US Navy admiral (1853–1923)

Charles Brainard Taylor Moore (1853 - April 4, 1923) was a rear admiral in the United States Navy and naval governor of American Samoa from 1905 to 1908. Taylor was born in Decatur, Illinois. He graduated from the Naval Academy in 1873. Moore was the first Governor of American Samoa to receive a formal appointment from the President of the United States. He established the Annual Meetings of the Territory, allowing traditional leaders to discuss topics of interest with the Governor and offer suggestions. These meetings marked the first time that Tutuila Island and the Manuʻa Islands convened as a unified government under the same authority. Drawing inspiration from Governor Wilhelm Solf's success in Western Samoa, Moore requested the U.S. Navy to extend governors' terms to four years, but this was denied. However, he was allowed to serve nearly three and a half years, longer than any other Navy Governor except John Martin Poyer. Moore advanced legislative authority for American Samoans and enacted more territorial laws than his predecessors. He abolished the customs of auosoga and faamasei’au and drafted the first matai law, ensuring matai titles were registered and disputes were legally resolved. In 1907, he made the first appropriation requests from Washington, D.C., seeking $6,000 for schools, $6,000 for hospitals, and $5,000 for roads.

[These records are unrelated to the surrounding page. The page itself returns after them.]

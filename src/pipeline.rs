//! Frame-to-forecast wiring.
//!
//! [`ArrivalPipeline`] owns the arrival policy, the store and the snapshot
//! writer. Frame processing never fails: store and snapshot errors are
//! logged and the frame is still counted.

use chrono::{Duration, NaiveDateTime};
use serde::{Deserialize, Serialize};
use std::fmt;
use std::str::FromStr;
use std::sync::atomic::{AtomicBool, Ordering};
use std::sync::{Arc, Mutex};

use crate::aggregate::IntervalAggregator;
use crate::dedup::{DedupSettings, EventDeduplicator};
use crate::detect::{Detection, DetectorSource, FrameDetections};
use crate::error::{PipelineError, PipelineResult};
use crate::forecast::{Forecast, Forecaster};
use crate::snapshot::SnapshotStore;
use crate::storage::ArrivalStore;
use crate::time::saturating_span;
use crate::tracker::{LineCrossingTracker, TrackerSettings};
use crate::ArrivalEvent;

pub const DEFAULT_FRAME_INTERVAL_MS: u64 = 250;

pub type SharedPipeline = Arc<Mutex<ArrivalPipeline>>;

/// How arrivals are decided.
#[derive(Clone, Copy, Debug, Default, PartialEq, Eq, Serialize, Deserialize)]
#[serde(rename_all = "lowercase")]
pub enum ArrivalMode {
    /// Right-to-left crossing of the reference line, once per tracking id.
    #[default]
    Crossing,
    /// Any confident detection, at most once per cooldown window.
    Cooldown,
}

impl ArrivalMode {
    pub fn as_str(&self) -> &'static str {
        match self {
            ArrivalMode::Crossing => "crossing",
            ArrivalMode::Cooldown => "cooldown",
        }
    }
}

impl fmt::Display for ArrivalMode {
    fn fmt(&self, f: &mut fmt::Formatter<'_>) -> fmt::Result {
        f.write_str(self.as_str())
    }
}

impl FromStr for ArrivalMode {
    type Err = String;

    fn from_str(s: &str) -> Result<Self, Self::Err> {
        match s.trim().to_ascii_lowercase().as_str() {
            "crossing" => Ok(ArrivalMode::Crossing),
            "cooldown" => Ok(ArrivalMode::Cooldown),
            other => Err(format!("unknown arrival mode {:?}", other)),
        }
    }
}

#[derive(Clone, Debug)]
pub struct PipelineSettings {
    pub mode: ArrivalMode,
    pub tracker: TrackerSettings,
    pub dedup: DedupSettings,
    /// Frames closer together than this (by frame timestamp) are skipped.
    pub min_frame_interval: std::time::Duration,
}

impl Default for PipelineSettings {
    fn default() -> Self {
        Self {
            mode: ArrivalMode::default(),
            tracker: TrackerSettings::default(),
            dedup: DedupSettings::default(),
            min_frame_interval: std::time::Duration::from_millis(DEFAULT_FRAME_INTERVAL_MS),
        }
    }
}

enum ArrivalPolicy {
    Crossing(LineCrossingTracker),
    Cooldown(EventDeduplicator),
}

/// What happened to one frame.
#[derive(Clone, Debug, PartialEq)]
pub enum FrameOutcome {
    /// Arrived within `min_frame_interval` of the last processed frame.
    Skipped,
    /// The detector produced no observations.
    NoObservations { evicted: Vec<u64> },
    Processed {
        arrivals: Vec<ArrivalEvent>,
        evicted: Vec<u64>,
    },
}

impl FrameOutcome {
    pub fn arrivals(&self) -> &[ArrivalEvent] {
        match self {
            FrameOutcome::Processed { arrivals, .. } => arrivals,
            _ => &[],
        }
    }
}

pub struct ArrivalPipeline {
    store: Box<dyn ArrivalStore + Send>,
    snapshots: Option<SnapshotStore>,
    policy: ArrivalPolicy,
    min_frame_interval: Duration,
    last_processed: Option<NaiveDateTime>,
}

impl ArrivalPipeline {
    pub fn new(settings: &PipelineSettings, store: Box<dyn ArrivalStore + Send>) -> Self {
        let policy = match settings.mode {
            ArrivalMode::Crossing => {
                ArrivalPolicy::Crossing(LineCrossingTracker::new(&settings.tracker))
            }
            ArrivalMode::Cooldown => ArrivalPolicy::Cooldown(EventDeduplicator::new(&settings.dedup)),
        };
        Self {
            store,
            snapshots: None,
            policy,
            min_frame_interval: saturating_span(settings.min_frame_interval),
            last_processed: None,
        }
    }

    pub fn with_snapshots(mut self, snapshots: SnapshotStore) -> Self {
        self.snapshots = Some(snapshots);
        self
    }

    pub fn into_shared(self) -> SharedPipeline {
        Arc::new(Mutex::new(self))
    }

    pub fn mode(&self) -> ArrivalMode {
        match self.policy {
            ArrivalPolicy::Crossing(_) => ArrivalMode::Crossing,
            ArrivalPolicy::Cooldown(_) => ArrivalMode::Cooldown,
        }
    }

    pub fn store(&self) -> &dyn ArrivalStore {
        self.store.as_ref()
    }

    pub fn tracker(&self) -> Option<&LineCrossingTracker> {
        match &self.policy {
            ArrivalPolicy::Crossing(tracker) => Some(tracker),
            ArrivalPolicy::Cooldown(_) => None,
        }
    }

    pub fn process_frame(&mut self, frame: &FrameDetections) -> FrameOutcome {
        if let Some(last) = self.last_processed {
            let elapsed = frame.timestamp - last;
            if elapsed >= Duration::zero() && elapsed < self.min_frame_interval {
                return FrameOutcome::Skipped;
            }
        }
        self.last_processed = Some(frame.timestamp);

        let (accepted, evicted) = match &mut self.policy {
            ArrivalPolicy::Crossing(tracker) => {
                tracker.ensure_line(frame.width);
                let mut accepted = Vec::new();
                for det in &frame.detections {
                    // crossing needs a stable identity
                    let Some(track_id) = det.track_id else {
                        continue;
                    };
                    if tracker.observe(
                        track_id,
                        det.bbox.center_x(),
                        det.confidence,
                        det.class,
                        frame.timestamp,
                    ) {
                        accepted.push(det.clone());
                    }
                }
                (accepted, tracker.evict(frame.timestamp))
            }
            ArrivalPolicy::Cooldown(dedup) => {
                (dedup.offer_frame(frame).into_iter().collect(), Vec::new())
            }
        };

        if frame.is_empty() {
            log::trace!("{}", PipelineError::StaleDetectorOutput);
            return FrameOutcome::NoObservations { evicted };
        }

        let arrivals = accepted
            .iter()
            .map(|det| self.record_arrival(frame, det))
            .collect();
        FrameOutcome::Processed { arrivals, evicted }
    }

    /// Persist one accepted arrival. The policy has already committed to it.
    fn record_arrival(&mut self, frame: &FrameDetections, det: &Detection) -> ArrivalEvent {
        let image_path = match (&self.snapshots, &frame.snapshot) {
            (Some(snapshots), Some(source)) => {
                match snapshots.save(&frame.timestamp, det.track_id, source) {
                    Ok(path) => Some(path.display().to_string()),
                    Err(e) => {
                        log::error!("{}", e);
                        None
                    }
                }
            }
            _ => None,
        };
        let event = ArrivalEvent::new(frame.timestamp, det.class, det.confidence)
            .with_tracking_id(det.track_id)
            .with_image_path(image_path);

        log::info!(
            "{} arrival at {} (confidence {:.2}{})",
            event.class,
            crate::time::format_timestamp(&event.timestamp),
            event.confidence,
            event
                .tracking_id
                .map(|id| format!(", track {}", id))
                .unwrap_or_default()
        );
        if let Err(e) = self.store.append_event(&event) {
            log::error!("{}", e);
        }
        event
    }

    /// Full recompute of interval buckets from the event log.
    pub fn recompute(&mut self, now: NaiveDateTime) -> PipelineResult<usize> {
        let events = self.store.events()?;
        let buckets = IntervalAggregator::recompute(&events, now);
        if buckets.is_empty() {
            return Err(PipelineError::InsufficientHistory(
                "fewer than two arrivals recorded",
            ));
        }
        self.store.upsert_buckets(&buckets)
    }

    /// Forecast from the latest event and persist the record.
    pub fn forecast(&mut self, now: NaiveDateTime) -> PipelineResult<Forecast> {
        let last = self
            .store
            .latest_event()?
            .ok_or(PipelineError::InsufficientHistory("no arrivals recorded"))?;
        let forecast = Forecaster::forecast(now, &last, self.store.as_ref())?;
        self.store.append_forecast(&forecast.record)?;
        Ok(forecast)
    }

    /// Recompute then forecast. Expected shortfalls are logged and yield `None`.
    pub fn refresh_forecast(&mut self, now: NaiveDateTime) -> PipelineResult<Option<Forecast>> {
        match self.recompute(now) {
            Ok(n) => log::debug!("upserted {} interval buckets", n),
            Err(e) if e.is_expected() => log::info!("{}", e),
            Err(e) => return Err(e),
        }
        match self.forecast(now) {
            Ok(forecast) => {
                log::info!(
                    "next arrival predicted at {} (interval {:.0}s, {:?})",
                    crate::time::format_timestamp(&forecast.record.predicted_arrival_at),
                    forecast.record.interval_seconds,
                    forecast.source
                );
                Ok(Some(forecast))
            }
            Err(e) if e.is_expected() => {
                log::info!("{}", e);
                Ok(None)
            }
            Err(e) => Err(e),
        }
    }
}

/// Counters for one [`ArrivalPipeline::run`].
#[derive(Clone, Debug, Default, PartialEq, Eq)]
pub struct RunSummary {
    pub frames: u64,
    pub skipped: u64,
    pub arrivals: u64,
    pub forecasts: u64,
}

const HEALTH_LOG_EVERY: u64 = 1_000;

impl ArrivalPipeline {
    /// Drain `source` until it ends or `stop` is raised.
    ///
    /// The pipeline is clocked by frame timestamps: a refresh runs after
    /// every frame with arrivals and whenever `refresh_every` has elapsed
    /// since the previous one, plus once more at the end if the last frame
    /// did not already trigger one.
    pub fn run<S>(
        &mut self,
        source: &mut S,
        stop: &AtomicBool,
        refresh_every: std::time::Duration,
    ) -> anyhow::Result<RunSummary>
    where
        S: DetectorSource + ?Sized,
    {
        let refresh_every = saturating_span(refresh_every);
        let mut summary = RunSummary::default();
        let mut last_refresh: Option<NaiveDateTime> = None;
        let mut clock: Option<NaiveDateTime> = None;

        while !stop.load(Ordering::SeqCst) {
            let Some(frame) = source.next_frame()? else {
                log::info!("{} source ended", source.name());
                break;
            };
            summary.frames += 1;
            clock = Some(frame.timestamp);

            let outcome = self.process_frame(&frame);
            if outcome == FrameOutcome::Skipped {
                summary.skipped += 1;
            }
            let arrived = !outcome.arrivals().is_empty();
            summary.arrivals += outcome.arrivals().len() as u64;

            let due = last_refresh
                .map(|last| frame.timestamp - last >= refresh_every)
                .unwrap_or(true);
            if arrived || due {
                summary.forecasts += self.refresh_logged(frame.timestamp);
                last_refresh = Some(frame.timestamp);
            }

            if summary.frames % HEALTH_LOG_EVERY == 0 {
                let stats = source.stats();
                log::info!(
                    "health: frames={} skipped={} rejected={} arrivals={}",
                    summary.frames,
                    summary.skipped,
                    stats.frames_rejected,
                    summary.arrivals
                );
            }
        }

        if let Some(now) = clock.filter(|now| last_refresh != Some(*now)) {
            summary.forecasts += self.refresh_logged(now);
        }
        Ok(summary)
    }

    fn refresh_logged(&mut self, now: NaiveDateTime) -> u64 {
        match self.refresh_forecast(now) {
            Ok(Some(_)) => 1,
            Ok(None) => 0,
            Err(e) => {
                log::error!("forecast refresh failed: {}", e);
                0
            }
        }
    }
}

In 1907, Governor Moore issued “Regulation No. 1-1907 – Cricket Game,” prohibiting cricket and other sporting contests between individuals from different villages or different countries unless prior written permission was obtained from the Governor. Violations were punishable by a fine of up to $15 or imprisonment, with or without hard labor.

He died at the Philadelphia Naval Hospital, on April 4, 1923.